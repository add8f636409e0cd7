//! Serialization codecs for v5 payloads.
//!
//! Every codec frame is `tag(1) || body`. The tag selects the codec on decode;
//! a frame carrying another codec's tag is rejected rather than reinterpreted.

use core::str::FromStr;

use tracing::trace;

use crate::errors::{ConfigError, FormatError, ParseError, Result};
use crate::types::Value;

pub mod form;
pub mod native;
mod value_serde;

pub use form::FormUrlencoded;
pub use native::NativeSerialize;

/// Capability contract shared by every codec.
pub trait StructCodec {
    fn tag(&self) -> u8;

    fn name(&self) -> &'static str;

    /// Serialize without the tag byte.
    fn serialize(&self, value: &Value) -> Result<Vec<u8>>;

    /// Deserialize a body that has already had its tag stripped.
    fn deserialize(&self, body: &[u8]) -> Result<Value>;

    /// `tag || serialize(value)`
    fn encode(&self, value: &Value) -> Result<Vec<u8>> {
        let body = self.serialize(value)?;
        let mut out = Vec::with_capacity(1 + body.len());
        out.push(self.tag());
        out.extend_from_slice(&body);
        Ok(out)
    }

    fn decode(&self, data: &[u8]) -> Result<Value> {
        match data.split_first() {
            Some((tag, body)) if *tag == self.tag() => {
                trace!(codec = self.name(), len = body.len(), "decoding struct");
                self.deserialize(body)
            }
            Some((tag, _)) => Err(FormatError::FormatMismatch { expected: self.tag(), got: *tag }.into()),
            None => Err(ParseError::TruncatedPayload { needed: 1, got: 0 }.into()),
        }
    }
}

pub type BoxedCodec = Box<dyn StructCodec + Send + Sync>;

/// Known codec tags.
#[derive(Clone, Copy, Debug, PartialEq, Eq, Hash)]
#[repr(u8)]
pub enum CodecType {
    Native = b'S',
    Igbinary = b'I',
    Msgpack = b'M',
    Json = b'J',
    Rfc3986 = b'H',
}

impl CodecType {
    #[must_use]
    pub const fn tag(self) -> u8 {
        self as u8
    }

    pub fn from_tag(tag: u8) -> Result<Self, FormatError> {
        match tag {
            b'S' => Ok(Self::Native),
            b'I' => Ok(Self::Igbinary),
            b'M' => Ok(Self::Msgpack),
            b'J' => Ok(Self::Json),
            b'H' => Ok(Self::Rfc3986),
            other => Err(FormatError::UnsupportedCodec(format!("{other:#04x}"))),
        }
    }

    /// Construct the concrete codec.
    ///
    /// # Errors
    ///
    /// Returns `ConfigError::UnavailableCodec` when no implementation of the
    /// format is linked into this build.
    pub fn create(self) -> Result<BoxedCodec> {
        let codec: BoxedCodec = match self {
            Self::Native => Box::new(NativeSerialize),
            Self::Igbinary => return Err(ConfigError::UnavailableCodec("igbinary").into()),
            Self::Msgpack => Box::new(Msgpack),
            Self::Json => Box::new(Json),
            Self::Rfc3986 => Box::new(FormUrlencoded),
        };
        Ok(codec)
    }
}

impl FromStr for CodecType {
    type Err = FormatError;

    /// A single byte is a raw tag; anything longer is a case-insensitive name.
    fn from_str(s: &str) -> Result<Self, Self::Err> {
        if let [tag] = s.as_bytes() {
            return Self::from_tag(*tag);
        }
        match s.to_ascii_lowercase().as_str() {
            "serialize" | "native" => Ok(Self::Native),
            "igbinary" => Ok(Self::Igbinary),
            "msgpack" => Ok(Self::Msgpack),
            "json" => Ok(Self::Json),
            "rfc3986" | "form" => Ok(Self::Rfc3986),
            _ => Err(FormatError::UnsupportedCodec(s.to_owned())),
        }
    }
}

/// Resolve a codec by raw tag (1-byte string) or symbolic name.
pub fn resolve(tag_or_name: &str) -> Result<BoxedCodec> {
    tag_or_name.parse::<CodecType>()?.create()
}

/// Resolve the codec named by the first byte of `payload`.
pub fn resolve_from_payload(payload: &[u8]) -> Result<BoxedCodec> {
    let tag = payload
        .first()
        .ok_or(ParseError::TruncatedPayload { needed: 1, got: 0 })?;
    CodecType::from_tag(*tag)?.create()
}

/// JSON refuses raw binary and non-finite floats instead of silently changing type.
fn ensure_json_representable(value: &Value) -> Result<(), FormatError> {
    match value {
        Value::Bytes(b) if core::str::from_utf8(b).is_err() => {
            Err(FormatError::Unrepresentable("binary string in JSON".into()))
        }
        Value::Float(f) if !f.is_finite() => Err(FormatError::Unrepresentable("non-finite float in JSON".into())),
        Value::List(items) => items.iter().try_for_each(ensure_json_representable),
        Value::Map(m) => m.values().try_for_each(ensure_json_representable),
        _ => Ok(()),
    }
}

#[derive(Clone, Copy, Debug, Default)]
pub struct Json;

impl StructCodec for Json {
    fn tag(&self) -> u8 {
        CodecType::Json.tag()
    }

    fn name(&self) -> &'static str {
        "json"
    }

    fn serialize(&self, value: &Value) -> Result<Vec<u8>> {
        ensure_json_representable(value)?;
        serde_json::to_vec(value).map_err(|e| FormatError::Unrepresentable(e.to_string()).into())
    }

    fn deserialize(&self, body: &[u8]) -> Result<Value> {
        serde_json::from_slice(body).map_err(|e| ParseError::MalformedPayload(e.to_string()).into())
    }
}

#[derive(Clone, Copy, Debug, Default)]
pub struct Msgpack;

impl StructCodec for Msgpack {
    fn tag(&self) -> u8 {
        CodecType::Msgpack.tag()
    }

    fn name(&self) -> &'static str {
        "msgpack"
    }

    fn serialize(&self, value: &Value) -> Result<Vec<u8>> {
        rmp_serde::to_vec(value).map_err(|e| FormatError::Unrepresentable(e.to_string()).into())
    }

    fn deserialize(&self, body: &[u8]) -> Result<Value> {
        rmp_serde::from_slice(body).map_err(|e| ParseError::MalformedPayload(e.to_string()).into())
    }
}

#[cfg(test)]
mod tests {
    use super::*;
    use crate::errors::SignatureError;
    use crate::types::Payload;

    fn sample() -> Value {
        let mut inner = Payload::new();
        inner.insert("ua".into(), Value::from("Mozilla/5.0"));
        let mut m = Payload::new();
        m.insert("result".into(), Value::Int(3));
        m.insert("ipv4.ip".into(), Value::from("10.0.0.1"));
        m.insert("b".into(), Value::Map(inner));
        Value::Map(m)
    }

    #[test]
    fn resolve_by_tag_and_name() {
        assert_eq!(resolve("J").unwrap().tag(), b'J');
        assert_eq!(resolve("JSON").unwrap().tag(), b'J');
        assert_eq!(resolve("msgpack").unwrap().tag(), b'M');
        assert_eq!(resolve("Rfc3986").unwrap().tag(), b'H');
        assert_eq!(resolve("serialize").unwrap().tag(), b'S');
    }

    #[test]
    fn resolve_unknown() {
        assert!(matches!(
            resolve("yaml").err(),
            Some(SignatureError::Format(FormatError::UnsupportedCodec(_)))
        ));
        assert!(matches!(
            resolve("j").err(),
            Some(SignatureError::Format(FormatError::UnsupportedCodec(_)))
        ));
    }

    #[test]
    fn igbinary_is_unavailable() {
        let err = resolve("igbinary").err().unwrap();
        assert!(err.is_fatal());
        assert_eq!(err, SignatureError::from(ConfigError::UnavailableCodec("igbinary")));
        assert!(resolve_from_payload(b"Ia:0:{}").is_err());
    }

    #[test]
    fn json_round_trip_keeps_order() {
        let encoded = Json.encode(&sample()).unwrap();
        assert_eq!(encoded[0], b'J');
        assert_eq!(
            &encoded[1..],
            br#"{"result":3,"ipv4.ip":"10.0.0.1","b":{"ua":"Mozilla/5.0"}}"#
        );
        let decoded = Json.decode(&encoded).unwrap();
        let keys: Vec<&str> = decoded.as_map().unwrap().keys().map(String::as_str).collect();
        assert_eq!(keys, ["result", "ipv4.ip", "b"]);
        assert_eq!(decoded, sample());
    }

    #[test]
    fn json_rejects_binary() {
        let v = Value::Bytes(vec![0xff, 0xfe]);
        assert!(matches!(
            Json.encode(&v),
            Err(SignatureError::Format(FormatError::Unrepresentable(_)))
        ));
    }

    #[test]
    fn msgpack_round_trip_with_binary() {
        let mut m = Payload::new();
        m.insert("raw".into(), Value::Bytes(vec![0xff, 0x00, 0x80]));
        m.insert("n".into(), Value::Int(-42));
        m.insert("list".into(), Value::List(vec![Value::Null, Value::Bool(true), Value::Float(1.5)]));
        let v = Value::Map(m);
        let encoded = Msgpack.encode(&v).unwrap();
        assert_eq!(Msgpack.decode(&encoded).unwrap(), v);
    }

    #[test]
    fn decode_checks_tag() {
        let encoded = Json.encode(&sample()).unwrap();
        assert_eq!(
            Msgpack.decode(&encoded).err(),
            Some(SignatureError::from(FormatError::FormatMismatch { expected: b'M', got: b'J' }))
        );
        assert!(Json.decode(&[]).is_err());
    }

    #[test]
    fn resolve_from_payload_dispatches() {
        let encoded = Msgpack.encode(&sample()).unwrap();
        let codec = resolve_from_payload(&encoded).unwrap();
        assert_eq!(codec.name(), "msgpack");
        assert_eq!(codec.decode(&encoded).unwrap(), sample());
    }

    #[test]
    fn malformed_json_is_parse_error() {
        assert!(matches!(
            Json.decode(b"J{\"a\":"),
            Err(SignatureError::Parse(ParseError::MalformedPayload(_)))
        ));
    }
}
use core::fmt;
use indexmap::IndexMap;
use std::net::{IpAddr, Ipv6Addr};

pub const SIGNATURE4_VERSION: u8 = 4;
pub const SIGNATURE5_VERSION: u8 = 5;
pub const SIGNATURE5_HEADER_LEN: usize = 1 + 2 + 8; // version || length || zone id
pub const IPV4_SIZE: usize = 4;
pub const IPV6_SIZE: usize = 16;

/// Ordered field name → value mapping carried by a signature.
pub type Payload = IndexMap<String, Value>;

/// A decoded payload value.
#[derive(Clone, Debug, PartialEq)]
pub enum Value {
    Null,
    Bool(bool),
    Int(i64),
    Float(f64),
    Bytes(Vec<u8>),
    List(Vec<Value>),
    Map(Payload),
}

impl Value {
    #[must_use]
    pub const fn type_name(&self) -> &'static str {
        match self {
            Self::Null => "null",
            Self::Bool(_) => "bool",
            Self::Int(_) => "int",
            Self::Float(_) => "float",
            Self::Bytes(_) => "bytes",
            Self::List(_) => "list",
            Self::Map(_) => "map",
        }
    }

    /// Integer view. Decimal byte strings are accepted because some codecs
    /// (form-urlencoded) do not preserve types.
    #[must_use]
    pub fn as_int(&self) -> Option<i64> {
        match self {
            Self::Int(i) => Some(*i),
            Self::Bytes(b) => core::str::from_utf8(b).ok()?.trim().parse().ok(),
            _ => None,
        }
    }

    #[must_use]
    pub fn as_bytes(&self) -> Option<&[u8]> {
        match self {
            Self::Bytes(b) => Some(b),
            _ => None,
        }
    }

    #[must_use]
    pub fn as_str(&self) -> Option<&str> {
        self.as_bytes().and_then(|b| core::str::from_utf8(b).ok())
    }

    #[must_use]
    pub const fn as_map(&self) -> Option<&Payload> {
        match self {
            Self::Map(m) => Some(m),
            _ => None,
        }
    }

    /// Empty-ish in the sense of "carries nothing usable": null, false, zero,
    /// or an empty string/collection.
    #[must_use]
    pub fn is_blank(&self) -> bool {
        match self {
            Self::Null => true,
            Self::Bool(b) => !b,
            Self::Int(i) => *i == 0,
            Self::Float(f) => *f == 0.0,
            Self::Bytes(b) => b.is_empty(),
            Self::List(l) => l.is_empty(),
            Self::Map(m) => m.is_empty(),
        }
    }
}

impl From<i64> for Value {
    fn from(v: i64) -> Self {
        Self::Int(v)
    }
}

impl From<bool> for Value {
    fn from(v: bool) -> Self {
        Self::Bool(v)
    }
}

impl From<f64> for Value {
    fn from(v: f64) -> Self {
        Self::Float(v)
    }
}

impl From<&str> for Value {
    fn from(v: &str) -> Self {
        Self::Bytes(v.as_bytes().to_vec())
    }
}

impl From<String> for Value {
    fn from(v: String) -> Self {
        Self::Bytes(v.into_bytes())
    }
}

impl From<&[u8]> for Value {
    fn from(v: &[u8]) -> Self {
        Self::Bytes(v.to_vec())
    }
}

impl From<Vec<u8>> for Value {
    fn from(v: Vec<u8>) -> Self {
        Self::Bytes(v)
    }
}

impl From<Vec<Value>> for Value {
    fn from(v: Vec<Value>) -> Self {
        Self::List(v)
    }
}

impl From<Payload> for Value {
    fn from(v: Payload) -> Self {
        Self::Map(v)
    }
}

/// Successful verification result. Absence of an outcome means rejection.
#[derive(Clone, Debug, PartialEq, Eq)]
pub struct VerificationOutcome {
    pub result: i64,
    pub verdict: Option<String>,
    pub ip: IpAddr,
    pub embedded_ipv6: Option<Ipv6Addr>,
}

impl VerificationOutcome {
    #[must_use]
    pub const fn ip_version(&self) -> u8 {
        match self.ip {
            IpAddr::V4(_) => 4,
            IpAddr::V6(_) => 6,
        }
    }
}

impl fmt::Display for VerificationOutcome {
    fn fmt(&self, f: &mut fmt::Formatter<'_>) -> fmt::Result {
        write!(
            f,
            "result={} verdict={} ipv{}.ip={}",
            self.result,
            self.verdict.as_deref().unwrap_or("-"),
            self.ip_version(),
            self.ip
        )
    }
}
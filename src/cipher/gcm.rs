//! AES-256-GCM (`0x0201`).
//!
//! Frame: `method(2) || iv(12) || tag(16) || ciphertext`.

use aes_gcm::aead::{Aead, KeyInit, Payload};
use aes_gcm::{Aes256Gcm as Engine, Nonce};
use tracing::debug;

use super::cbc::check_key;
use super::{random_bytes, CipherMethod, Key, SymmetricCipher};
use crate::errors::{CryptoError, Result};
use crate::framing;
use crate::hashers;

pub const IV_LEN: usize = 12;
pub const TAG_LEN: usize = 16;

const FIELDS: &[(&str, usize)] = &[("iv", IV_LEN), ("tag", TAG_LEN)];

#[derive(Clone, Copy, Debug, Default)]
pub struct Aes256Gcm;

fn engine(key: &[u8]) -> Result<Engine> {
    check_key(key)?;
    Ok(Engine::new_from_slice(key).map_err(|e| CryptoError::Provider(e.to_string()))?)
}

impl SymmetricCipher for Aes256Gcm {
    fn method(&self) -> u16 {
        CipherMethod::Aes256Gcm.tag()
    }

    fn name(&self) -> &'static str {
        "aes-256-gcm"
    }

    fn frame_fields(&self) -> &'static [(&'static str, usize)] {
        FIELDS
    }

    fn derive_key(&self, password: &[u8], salt: Option<&[u8]>) -> Result<Key> {
        Ok(hashers::derive_key_sha256(password, salt)?)
    }

    fn encrypt(&self, plaintext: &[u8], key: &[u8], aad: &[u8]) -> Result<Vec<u8>> {
        let cipher = engine(key)?;
        let iv = random_bytes::<IV_LEN>();
        let sealed = cipher
            .encrypt(Nonce::from_slice(&iv), Payload { msg: plaintext, aad })
            .map_err(|_| CryptoError::Provider("aes-gcm seal failed".into()))?;
        // aead appends the tag; the wire carries it ahead of the ciphertext.
        let (ct, tag) = sealed.split_at(sealed.len() - TAG_LEN);
        Ok(framing::frame(self.method(), &[&iv, tag, ct]))
    }

    fn decrypt(&self, frame: &[u8], key: &[u8], aad: &[u8]) -> Result<Vec<u8>> {
        let parsed = self.unframe(frame)?;
        let cipher = engine(key)?;
        let mut sealed = Vec::with_capacity(parsed.data.len() + TAG_LEN);
        sealed.extend_from_slice(parsed.data);
        sealed.extend_from_slice(parsed.fields.field("tag"));
        cipher
            .decrypt(Nonce::from_slice(parsed.fields.field("iv")), Payload { msg: &sealed, aad })
            .map_err(|_| {
                debug!(cipher = self.name(), len = parsed.data.len(), "tag check failed");
                CryptoError::AuthenticationFailed.into()
            })
    }
}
..........
** TO DO **
Go through the entries and report every line with the string "FormUrlencoded".

** EXERCISE RESULT **
pub use form::FormUrlencoded;
            Self::Rfc3986 => Box::new(FormUrlencoded),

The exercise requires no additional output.